The FBI and J. Edgar Hoover got burned, and they never forgave her. Though the cases were overturned in 1950, they were not officially dropped until 1967, and until that year she could not travel more than 100 miles from New York City. My wife Emily, Judith’s daughter, remembers the day the charges were dropped as one of great celebration in their Brooklyn Heights home.

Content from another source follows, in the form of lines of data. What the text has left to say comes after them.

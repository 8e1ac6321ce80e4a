//! Annotation storage
//!
//! Persists [`PageAnnotations`] per document as XFDF files named after the
//! document's [`StorageKey`]. Stores written by older releases as JSON are
//! migrated to XFDF the first time they are loaded.

pub mod config;
pub mod key;
pub mod legacy;
pub mod xfdf;

pub use config::{ConfigError, StorageConfig, ANNOTATIONS_DIR_ENV};
pub use key::{storage_key, StorageKey};
pub use legacy::LegacyError;
pub use xfdf::XfdfError;

use ink_core::PageAnnotations;
use std::collections::HashMap;
use std::fs;
use std::io;
use std::path::{Path, PathBuf};
use std::sync::{Arc, Mutex, PoisonError};

#[derive(Debug, thiserror::Error)]
pub enum StorageError {
    #[error("unable to resolve local data directory")]
    NoDataDirectory,
    #[error("I/O error: {0}")]
    Io(#[from] std::io::Error),
    #[error("failed to encode annotations: {0}")]
    Encode(#[source] XfdfError),
    #[error("invalid XFDF document: {0}")]
    InvalidXfdf(#[source] XfdfError),
}

/// Outcome of [`AnnotationRepository::migrate`]
#[derive(Debug, Clone, Copy, PartialEq, Eq)]
pub enum MigrationStatus {
    /// An XFDF store already exists; any legacy file is ignored
    AlreadyXfdf,
    /// No store of either kind exists
    NoLegacyStore,
    /// The legacy file could not be decoded and was left in place
    UnreadableLegacy,
    /// The legacy store was rewritten as XFDF and removed
    Migrated { strokes: usize },
}

enum LegacyStore {
    Missing,
    Unreadable,
    Decoded(PageAnnotations),
}

/// File-backed annotation store
///
/// Operations on one document are serialized; different documents proceed
/// in parallel. Clones share the same locks.
#[derive(Debug, Clone)]
pub struct AnnotationRepository {
    root: PathBuf,
    locks: Arc<Mutex<HashMap<StorageKey, Arc<Mutex<()>>>>>,
}

impl AnnotationRepository {
    pub fn from_default_project() -> Result<Self, StorageError> {
        let root = StorageConfig::default_root().ok_or(StorageError::NoDataDirectory)?;
        Ok(Self::with_root(root))
    }

    pub fn with_root(root: impl Into<PathBuf>) -> Self {
        Self { root: root.into(), locks: Arc::default() }
    }

    pub fn from_config(config: &StorageConfig) -> Self {
        Self::with_root(config.root.clone())
    }

    pub fn root(&self) -> &Path {
        &self.root
    }

    pub fn xfdf_path(&self, key: &StorageKey) -> PathBuf {
        self.root.join(key.xfdf_file_name())
    }

    pub fn legacy_path(&self, key: &StorageKey) -> PathBuf {
        self.root.join(key.legacy_file_name())
    }

    /// Whether a store of either format exists for the document
    pub fn has_annotations(&self, doc_path: impl AsRef<Path>) -> bool {
        let key = storage_key(doc_path);
        self.xfdf_path(&key).is_file() || self.legacy_path(&key).is_file()
    }

    /// Whether a not yet migrated JSON store exists for the document
    pub fn has_legacy_annotations(&self, doc_path: impl AsRef<Path>) -> bool {
        let key = storage_key(doc_path);
        !self.xfdf_path(&key).is_file() && self.legacy_path(&key).is_file()
    }

    /// Load the document's strokes
    ///
    /// A missing store yields an empty model. When only a legacy store
    /// exists it is decoded and migrated; if writing the XFDF file fails the
    /// legacy file is kept and the decoded strokes are still returned.
    pub fn load(&self, doc_path: impl AsRef<Path>) -> Result<PageAnnotations, StorageError> {
        let key = storage_key(doc_path);
        self.with_key_lock(&key, || -> Result<PageAnnotations, StorageError> {
            let xfdf_path = self.xfdf_path(&key);
            if xfdf_path.is_file() {
                let text = read_lossy(&xfdf_path)?;
                let annotations = xfdf::decode(&text);
                tracing::debug!(%key, strokes = annotations.stroke_count(), "loaded XFDF annotations");
                return Ok(annotations);
            }

            match self.read_legacy(&key)? {
                LegacyStore::Missing | LegacyStore::Unreadable => Ok(PageAnnotations::new()),
                LegacyStore::Decoded(annotations) => {
                    if let Err(err) = self.write_migrated(&key, &annotations) {
                        tracing::warn!(%key, %err, "legacy annotation migration failed, keeping JSON store");
                    }
                    Ok(annotations)
                }
            }
        })
    }

    /// Write the document's strokes as XFDF
    ///
    /// The model is encoded before any file is touched. The legacy store is
    /// left alone.
    pub fn save(
        &self,
        doc_path: impl AsRef<Path>,
        annotations: &PageAnnotations,
    ) -> Result<(), StorageError> {
        let text = encode_now(annotations)?;

        let key = storage_key(doc_path);
        self.with_key_lock(&key, || self.write_atomic(&self.xfdf_path(&key), &text))?;
        tracing::debug!(%key, strokes = annotations.stroke_count(), "saved annotations");
        Ok(())
    }

    /// Save, or delete the stores when the model is empty
    pub fn persist(
        &self,
        doc_path: impl AsRef<Path>,
        annotations: &PageAnnotations,
    ) -> Result<(), StorageError> {
        if annotations.has_any_strokes() {
            self.save(doc_path, annotations)
        } else {
            self.delete(doc_path)
        }
    }

    /// Remove both stores. Missing files are not an error.
    pub fn delete(&self, doc_path: impl AsRef<Path>) -> Result<(), StorageError> {
        let key = storage_key(doc_path);
        let (xfdf, legacy) = self.with_key_lock(&key, || {
            (remove_if_present(&self.xfdf_path(&key)), remove_if_present(&self.legacy_path(&key)))
        });
        xfdf?;
        legacy?;

        tracing::debug!(%key, "deleted annotations");
        Ok(())
    }

    /// XFDF text for `annotations`, or for the stored strokes when `None`
    pub fn export_as_string(
        &self,
        doc_path: impl AsRef<Path>,
        annotations: Option<&PageAnnotations>,
    ) -> Result<String, StorageError> {
        match annotations {
            Some(annotations) => encode_now(annotations),
            None => encode_now(&self.load(doc_path)?),
        }
    }

    /// Validate `text` and store it verbatim as the document's XFDF store
    ///
    /// Returns the strokes the document decodes to.
    pub fn import_from_string(
        &self,
        doc_path: impl AsRef<Path>,
        text: &str,
    ) -> Result<PageAnnotations, StorageError> {
        let annotations = xfdf::validate(text).map_err(StorageError::InvalidXfdf)?;

        let key = storage_key(doc_path);
        self.with_key_lock(&key, || self.write_atomic(&self.xfdf_path(&key), text))?;
        tracing::debug!(%key, strokes = annotations.stroke_count(), "imported annotations");
        Ok(annotations)
    }

    /// Migrate a legacy store without loading it
    ///
    /// Unlike [`load`](Self::load), a failed XFDF write is returned as an
    /// error.
    pub fn migrate(&self, doc_path: impl AsRef<Path>) -> Result<MigrationStatus, StorageError> {
        let key = storage_key(doc_path);
        self.with_key_lock(&key, || -> Result<MigrationStatus, StorageError> {
            if self.xfdf_path(&key).is_file() {
                return Ok(MigrationStatus::AlreadyXfdf);
            }

            match self.read_legacy(&key)? {
                LegacyStore::Missing => Ok(MigrationStatus::NoLegacyStore),
                LegacyStore::Unreadable => Ok(MigrationStatus::UnreadableLegacy),
                LegacyStore::Decoded(annotations) => {
                    self.write_migrated(&key, &annotations)?;
                    Ok(MigrationStatus::Migrated { strokes: annotations.stroke_count() })
                }
            }
        })
    }

    fn read_legacy(&self, key: &StorageKey) -> Result<LegacyStore, StorageError> {
        let path = self.legacy_path(key);
        if !path.is_file() {
            return Ok(LegacyStore::Missing);
        }

        let text = read_lossy(&path)?;
        match legacy::decode(&text) {
            Ok(annotations) => Ok(LegacyStore::Decoded(annotations)),
            Err(err) => {
                tracing::warn!(%key, %err, "unreadable legacy annotation store");
                Ok(LegacyStore::Unreadable)
            }
        }
    }

    /// Write `annotations` as XFDF, then drop the legacy file
    fn write_migrated(
        &self,
        key: &StorageKey,
        annotations: &PageAnnotations,
    ) -> Result<(), StorageError> {
        let text = encode_now(annotations)?;
        self.write_atomic(&self.xfdf_path(key), &text)?;

        if let Err(err) = remove_if_present(&self.legacy_path(key)) {
            // XFDF takes precedence over a leftover legacy file
            tracing::warn!(%key, %err, "failed to remove migrated legacy store");
        }
        tracing::info!(%key, strokes = annotations.stroke_count(), "migrated legacy annotations to XFDF");
        Ok(())
    }

    fn write_atomic(&self, path: &Path, contents: &str) -> Result<(), StorageError> {
        fs::create_dir_all(&self.root)?;

        let temp_path = path.with_extension("tmp");
        fs::write(&temp_path, contents)?;
        if let Err(err) = fs::rename(&temp_path, path) {
            let _ = fs::remove_file(&temp_path);
            return Err(err.into());
        }
        Ok(())
    }

    /// Run `operation` while holding the document's lock
    ///
    /// The lock entry is dropped from the map once no other caller holds it.
    fn with_key_lock<T>(&self, key: &StorageKey, operation: impl FnOnce() -> T) -> T {
        let lock = {
            let mut locks = self.locks.lock().unwrap_or_else(PoisonError::into_inner);
            Arc::clone(locks.entry(key.clone()).or_default())
        };

        let result = {
            let _guard = lock.lock().unwrap_or_else(PoisonError::into_inner);
            operation()
        };

        // clones are only handed out under the map lock
        let mut locks = self.locks.lock().unwrap_or_else(PoisonError::into_inner);
        drop(lock);
        if locks.get(key).is_some_and(|entry| Arc::strong_count(entry) == 1) {
            locks.remove(key);
        }
        result
    }
}

fn encode_now(annotations: &PageAnnotations) -> Result<String, StorageError> {
    xfdf::encode(annotations, chrono::Local::now().naive_local()).map_err(StorageError::Encode)
}

/// Read a store, replacing invalid UTF-8 rather than failing
fn read_lossy(path: &Path) -> io::Result<String> {
    let bytes = fs::read(path)?;
    Ok(String::from_utf8_lossy(&bytes).into_owned())
}

fn remove_if_present(path: &Path) -> io::Result<()> {
    match fs::remove_file(path) {
        Err(err) if err.kind() == io::ErrorKind::NotFound => Ok(()),
        result => result,
    }
}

After her arrests, trials and release, Coplon chose never to talk about the case again, and put it behind her. Sure, people of her generation remembered the Judy Coplon case, but younger friends never knew that the friendly, petite and lively woman who loved Joyce and Dickens had been on the covers of every newspaper and magazine in America for months. In a 2002 book that was published on her case, “The Spy Who Seduced America,” the authors thank former Soviet and FBI agents for helping with the writing, but you won’t find any mention of Coplon’s assistance. Emily told me about her family history before we got married, and I never told anyone else, effectively joining the code of silence.
In 2009, my wife marked the 60th year of her mother’s imprisonment by following the exact route Coplon took on the day of her arrest, according to a detailed FBI report. The trek started at Penn Station and then went up to Washington Heights, where my mother-in-law and Gubitchev passed by each other, then back down to Union Square, where she was arrested at the corner of Third Avenue and 16th street. With this crisscrossing of the island of Manhattan, we could sense my mother-in-law’s panic. For us baby boomers it was an adventure to remember; but for my mother-in-law, it was clearly a nightmare to forget.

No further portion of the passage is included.